• [Task goal]:
Go through the entries below from the first line and transcribe each one exactly, ending with the line that contains "Generate pool blocks.".

Stored items

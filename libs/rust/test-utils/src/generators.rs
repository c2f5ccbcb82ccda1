//! Shared proptest generators for client profiles and errors.

use proptest::prelude::*;
use resilient_client::{
    ClassifiedError, ClientProfile, ErrorKind, PoolConfig, RetryConfig, TimeoutConfig,
};

/// Generate destination names.
pub fn destination_name_strategy() -> impl Strategy<Value = String> {
    "[a-z][a-z0-9-]{2,20}"
}

/// Generate absolute base URLs.
pub fn address_strategy() -> impl Strategy<Value = String> {
    (
        prop_oneof![Just("http"), Just("https")],
        "[a-z][a-z0-9]{2,12}",
        1u16..65535,
    )
        .prop_map(|(scheme, host, port)| format!("{scheme}://{host}.internal:{port}"))
}

/// Generate valid retry blocks.
pub fn retry_config_strategy() -> impl Strategy<Value = RetryConfig> {
    (1u32..8, 1u64..2_000, 1.0f64..4.0, 0u64..30_000, any::<bool>()).prop_map(
        |(attempts, backoff, multiplier, extra_cap, jitter)| {
            let config = RetryConfig::default()
                .with_max_attempts(attempts)
                .with_backoff(backoff, multiplier)
                .with_max_backoff(backoff + extra_cap);
            if jitter { config.with_jitter() } else { config }
        },
    )
}

/// Generate timeout blocks.
pub fn timeout_config_strategy() -> impl Strategy<Value = TimeoutConfig> {
    (1u64..5_000, 1u64..300_000, 1u64..60_000).prop_map(|(c, r, w)| TimeoutConfig::new(c, r, w))
}

/// Generate pool blocks.
pub fn pool_config_strategy() -> impl Strategy<Value = PoolConfig> {
    (1usize..4_000, 0usize..4_000, any::<bool>()).prop_map(|(connections, pending, fail_fast)| {
        let pool = PoolConfig::default()
            .with_max_connections(connections)
            .with_max_pending(pending);
        if fail_fast { pool.with_fail_fast() } else { pool }
    })
}

/// Generate valid profiles without authentication.
pub fn profile_strategy() -> impl Strategy<Value = ClientProfile> {
    (
        destination_name_strategy(),
        address_strategy(),
        retry_config_strategy(),
        timeout_config_strategy(),
        pool_config_strategy(),
    )
        .prop_map(|(name, address, retry, timeout, pool)| {
            ClientProfile::new(name, address)
                .with_retry(retry)
                .with_timeout(timeout)
                .with_pool(pool)
        })
}

/// Generate error kinds.
pub fn error_kind_strategy() -> impl Strategy<Value = ErrorKind> {
    prop_oneof![
        Just(ErrorKind::Transient),
        Just(ErrorKind::Unretryable),
        Just(ErrorKind::Auth),
    ]
}

/// Generate classified errors.
pub fn classified_error_strategy() -> impl Strategy<Value = ClassifiedError> {
    (error_kind_strategy(), "[a-z_]{3,20}", "[a-zA-Z0-9 ]{0,40}")
        .prop_map(|(kind, code, message)| ClassifiedError::new(kind, code, message))
}

/// Generate downstream statuses that fail a call.
pub fn failure_status_strategy() -> impl Strategy<Value = u16> {
    prop_oneof![400u16..401, 402u16..500, 500u16..600]
}
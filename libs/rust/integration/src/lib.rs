//! Shared setup for the resilient-client end-to-end suites.

#![forbid(unsafe_code)]
#![warn(missing_docs)]

use resilient_client::{ClientRegistry, ClientsConfig, TelemetryConfig};

/// Install a debug-level subscriber once per test binary.
pub fn init_test_tracing() {
    let _ = resilient_client::init_tracing(&TelemetryConfig::default().with_log_level("debug"));
}

/// Build a registry from TOML text using the HTTP token fetcher.
///
/// # Panics
///
/// Panics if the configuration is invalid; only used from tests.
#[must_use]
#[allow(clippy::expect_used)]
pub fn registry_from_toml(text: &str) -> ClientRegistry {
    let config =
        ClientsConfig::parse(text, config::FileFormat::Toml).expect("valid test configuration");
    ClientRegistry::from_config(&config).expect("registry builds")
}
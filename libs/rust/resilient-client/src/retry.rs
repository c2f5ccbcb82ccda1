//! Retry policy with exponential backoff.
//!
//! The policy is the single place that decides whether a failed attempt is
//! tried again. Attempts are numbered from 1; `max_attempts` counts the first
//! attempt too.

use crate::error::{ClassifiedError, ErrorKind};
use crate::profile::{ClientProfile, RetryConfig};
use std::future::Future;
use std::time::Duration;
use tracing::warn;

/// Retry decisions for one destination.
#[derive(Debug, Clone)]
pub struct RetryPolicy {
    config: RetryConfig,
}

impl RetryPolicy {
    /// Create a policy from a retry block.
    #[must_use]
    pub const fn new(config: RetryConfig) -> Self {
        Self { config }
    }

    /// Create the policy configured for a profile.
    #[must_use]
    pub fn for_profile(profile: &ClientProfile) -> Self {
        Self::new(profile.retry.clone())
    }

    /// Effective attempt limit. A disabled policy allows exactly one attempt.
    #[must_use]
    pub const fn max_attempts(&self) -> u32 {
        if self.config.enabled {
            self.config.max_attempts
        } else {
            1
        }
    }

    /// Whether another attempt should follow attempt number `attempt`.
    ///
    /// `Auth` errors are retried only while their forced refresh is unspent.
    #[must_use]
    pub const fn should_retry(&self, attempt: u32, error: &ClassifiedError) -> bool {
        if attempt >= self.max_attempts() {
            return false;
        }
        match error.kind {
            ErrorKind::Transient => true,
            ErrorKind::Unretryable => false,
            ErrorKind::Auth => !error.auth_retried(),
        }
    }

    /// Delay to wait after attempt number `attempt` fails.
    ///
    /// `backoff_ms * multiplier^(attempt - 1)`, capped at `max_backoff_ms`.
    #[must_use]
    #[allow(clippy::cast_precision_loss, clippy::cast_possible_truncation, clippy::cast_sign_loss)]
    pub fn backoff_delay(&self, attempt: u32) -> Duration {
        let exponent = i32::try_from(attempt.saturating_sub(1)).unwrap_or(i32::MAX);
        let cap = self.config.max_backoff_ms as f64;
        let base = self.config.backoff_ms as f64 * self.config.backoff_multiplier.powi(exponent);
        let mut delay_ms = base.min(cap);

        if self.config.jitter {
            let jitter_factor = 1.0 + rand::random::<f64>() * 0.25;
            delay_ms = (delay_ms * jitter_factor).min(cap);
        }

        Duration::from_millis(delay_ms as u64)
    }

    /// Whether a downstream status is configured as transient.
    #[must_use]
    pub fn is_retryable_status(&self, status: u16) -> bool {
        self.config.retryable_status_codes.contains(&status)
    }

    /// Whether calls with this method may be retried at all.
    #[must_use]
    pub fn allows_method(&self, method: &reqwest::Method) -> bool {
        self.config
            .methods
            .iter()
            .any(|m| m.eq_ignore_ascii_case(method.as_str()))
    }

    /// Run `operation` until it succeeds or the policy gives up.
    ///
    /// A second `Auth` failure is marked as having spent its refresh so it
    /// is surfaced rather than retried again.
    ///
    /// # Errors
    ///
    /// Returns the last error once no further attempt is allowed.
    pub async fn execute<F, Fut, T>(&self, mut operation: F) -> Result<T, ClassifiedError>
    where
        F: FnMut(u32) -> Fut,
        Fut: Future<Output = Result<T, ClassifiedError>>,
    {
        let mut attempt = 1;
        let mut auth_failures = 0u32;
        loop {
            match operation(attempt).await {
                Ok(value) => return Ok(value),
                Err(mut error) => {
                    if error.kind == ErrorKind::Auth {
                        auth_failures += 1;
                        if auth_failures > 1 {
                            error = error.mark_auth_retried();
                        }
                    }
                    if !self.should_retry(attempt, &error) {
                        return Err(error);
                    }
                    let delay = self.backoff_delay(attempt);
                    warn!(attempt, delay_ms = delay.as_millis() as u64, error = %error, "Retrying");
                    tokio::time::sleep(delay).await;
                    attempt += 1;
                }
            }
        }
    }
}

impl Default for RetryPolicy {
    fn default() -> Self {
        Self::new(RetryConfig::default())
    }
}

#[cfg(test)]
mod tests {
    use super::*;
    use crate::error::codes;
    use std::sync::atomic::{AtomicU32, Ordering};

    fn policy() -> RetryPolicy {
        RetryPolicy::new(RetryConfig::default().with_backoff(100, 2.0).with_max_backoff(1_000))
    }

    #[test]
    fn test_backoff_grows_exponentially() {
        let policy = policy();
        assert_eq!(policy.backoff_delay(1), Duration::from_millis(100));
        assert_eq!(policy.backoff_delay(2), Duration::from_millis(200));
        assert_eq!(policy.backoff_delay(3), Duration::from_millis(400));
    }

    #[test]
    fn test_backoff_capped() {
        let policy = policy();
        assert_eq!(policy.backoff_delay(5), Duration::from_millis(1_000));
        assert_eq!(policy.backoff_delay(u32::MAX), Duration::from_millis(1_000));
    }

    #[test]
    fn test_jitter_respects_cap() {
        let policy = RetryPolicy::new(
            RetryConfig::default()
                .with_backoff(1_000, 1.0)
                .with_max_backoff(1_000)
                .with_jitter(),
        );
        for attempt in 1..20 {
            assert!(policy.backoff_delay(attempt) <= Duration::from_millis(1_000));
        }
    }

    #[test]
    fn test_should_retry() {
        let policy = policy();
        let transient = ClassifiedError::transient(codes::TIMEOUT, "t");

        assert!(policy.should_retry(1, &transient));
        assert!(policy.should_retry(2, &transient));
        assert!(!policy.should_retry(3, &transient));

        let unretryable = ClassifiedError::unretryable(codes::INVALID_CLIENT, "c");
        assert!(!policy.should_retry(1, &unretryable));

        let auth = ClassifiedError::auth(codes::UNAUTHORIZED, "a");
        assert!(policy.should_retry(1, &auth));
        assert!(!policy.should_retry(1, &auth.mark_auth_retried()));
    }

    #[test]
    fn test_disabled_policy_allows_single_attempt() {
        let policy = RetryPolicy::new(RetryConfig::default().disabled());
        assert_eq!(policy.max_attempts(), 1);
        assert!(!policy.should_retry(1, &ClassifiedError::transient(codes::TIMEOUT, "t")));
    }

    #[test]
    fn test_method_filter() {
        let policy = RetryPolicy::default();
        assert!(policy.allows_method(&reqwest::Method::GET));
        assert!(!policy.allows_method(&reqwest::Method::POST));
    }

    #[tokio::test(start_paused = true)]
    async fn test_execute_retries_transient_until_success() {
        let calls = AtomicU32::new(0);
        let result = policy()
            .execute(|_| {
                let n = calls.fetch_add(1, Ordering::SeqCst);
                async move {
                    if n < 2 {
                        Err(ClassifiedError::transient(codes::NETWORK_ERROR, "reset"))
                    } else {
                        Ok(n)
                    }
                }
            })
            .await;
        assert_eq!(result.unwrap(), 2);
        assert_eq!(calls.load(Ordering::SeqCst), 3);
    }

    #[tokio::test(start_paused = true)]
    async fn test_execute_stops_on_unretryable() {
        let calls = AtomicU32::new(0);
        let result: Result<(), _> = policy()
            .execute(|_| {
                calls.fetch_add(1, Ordering::SeqCst);
                async { Err(ClassifiedError::unretryable(codes::INVALID_CLIENT, "bad")) }
            })
            .await;
        assert_eq!(result.unwrap_err().code, codes::INVALID_CLIENT);
        assert_eq!(calls.load(Ordering::SeqCst), 1);
    }

    #[tokio::test(start_paused = true)]
    async fn test_execute_retries_auth_once() {
        let calls = AtomicU32::new(0);
        let result: Result<(), _> = RetryPolicy::new(RetryConfig::default().with_max_attempts(5))
            .execute(|_| {
                calls.fetch_add(1, Ordering::SeqCst);
                async { Err(ClassifiedError::auth(codes::UNAUTHORIZED, "rejected")) }
            })
            .await;
        let err = result.unwrap_err();
        assert!(err.auth_retried());
        assert_eq!(calls.load(Ordering::SeqCst), 2);
    }
}
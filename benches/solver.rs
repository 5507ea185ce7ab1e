use criterion::{BenchmarkId, Criterion, criterion_group, criterion_main};
use flowstack::config::{LayoutConfig, RenderConfig};
use flowstack::layout::{ChainSpan, compute_chain_layout, solve_vertical_chain};
use flowstack::parser::parse_chain;
use flowstack::render::render_svg;
use flowstack::theme::Theme;
use std::hint::black_box;

fn chain_source(blocks: usize) -> String {
    let mut out = String::from("%% title: Generated chain\n( ) Start\n");
    for i in 0..blocks {
        if i % 4 == 3 {
            out.push_str(&format!("< > Check step {i}?\n"));
        } else {
            out.push_str(&format!("[ ] Do the work for step number {i}\n"));
        }
    }
    out.push_str("(( )) Done\n");
    out
}

fn bench_solver(c: &mut Criterion) {
    let mut group = c.benchmark_group("solve_vertical_chain");
    for n in [4usize, 16, 64, 256] {
        let heights: Vec<f32> = (0..n).map(|i| 40.0 + (i % 5) as f32 * 12.0).collect();
        let factors: Vec<f32> = (0..n - 1)
            .map(|i| if i < n / 2 { 0.4 } else { 1.0 })
            .collect();
        let span = ChainSpan {
            start_center: 60.0,
            max_center: 50.0 * n as f32,
            min_center_floor: 10.0,
        };
        group.bench_with_input(BenchmarkId::from_parameter(n), &n, |b, _| {
            b.iter(|| {
                let centers = solve_vertical_chain(
                    black_box(&heights),
                    110.0,
                    24.0,
                    black_box(&factors),
                    span,
                )
                .expect("solve failed");
                black_box(centers.len());
            });
        });
    }
    group.finish();
}

fn bench_layout(c: &mut Criterion) {
    let mut group = c.benchmark_group("layout");
    let theme = Theme::modern();
    let config = LayoutConfig {
        fast_text_metrics: true,
        ..LayoutConfig::default()
    };
    let render = RenderConfig::default();
    for n in [8usize, 32, 128] {
        let chain = parse_chain(&chain_source(n)).expect("parse failed");
        group.bench_with_input(BenchmarkId::from_parameter(n), &chain, |b, chain| {
            b.iter(|| {
                let layout = compute_chain_layout(black_box(chain), &theme, &config, &render)
                    .expect("layout failed");
                black_box(layout.blocks.len());
            });
        });
    }
    group.finish();
}

fn bench_end_to_end(c: &mut Criterion) {
    let mut group = c.benchmark_group("end_to_end");
    let theme = Theme::modern();
    let config = LayoutConfig {
        fast_text_metrics: true,
        ..LayoutConfig::default()
    };
    let render = RenderConfig::default();
    for n in [8usize, 32, 128] {
        let source = chain_source(n);
        group.bench_with_input(BenchmarkId::from_parameter(n), &source, |b, source| {
            b.iter(|| {
                let chain = parse_chain(black_box(source)).expect("parse failed");
                let layout = compute_chain_layout(&chain, &theme, &config, &render)
                    .expect("layout failed");
                let svg = render_svg(&layout, &theme, &render);
                black_box(svg.len());
            });
        });
    }
    group.finish();
}

criterion_group!(
    name = benches;
    config = Criterion::default();
    targets = bench_solver, bench_layout, bench_end_to_end
);
criterion_main!(benches);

• [Expected output]:
filename libs/rust/test-utils/src/generators.rs
repository c2f5ccbcb82ccda1
//! Shared proptest generators for client profiles and errors.

use proptest::prelude::*;
use resilient_client::{
    ClassifiedError, ClientProfile, ErrorKind, PoolConfig, RetryConfig, TimeoutConfig,
};

/// Generate destination names.
pub fn destination_name_strategy() -> impl Strategy<Value = String> {
    "[a-z][a-z0-9-]{2,20}"
}

/// Generate absolute base URLs.
pub fn address_strategy() -> impl Strategy<Value = String> {
    (
        prop_oneof![Just("http"), Just("https")],
        "[a-z][a-z0-9]{2,12}",
        1u16..65535,
    )
        .prop_map(|(scheme, host, port)| format!("{scheme}://{host}.internal:{port}"))
}

/// Generate valid retry blocks.
pub fn retry_config_strategy() -> impl Strategy<Value = RetryConfig> {
    (1u32..8, 1u64..2_000, 1.0f64..4.0, 0u64..30_000, any::<bool>()).prop_map(
        |(attempts, backoff, multiplier, extra_cap, jitter)| {
            let config = RetryConfig::default()
                .with_max_attempts(attempts)
                .with_backoff(backoff, multiplier)
                .with_max_backoff(backoff + extra_cap);
            if jitter { config.with_jitter() } else { config }
        },
    )
}

/// Generate timeout blocks.
pub fn timeout_config_strategy() -> impl Strategy<Value = TimeoutConfig> {
    (1u64..5_000, 1u64..300_000, 1u64..60_000).prop_map(|(c, r, w)| TimeoutConfig::new(c, r, w))
}

/// Generate pool blocks.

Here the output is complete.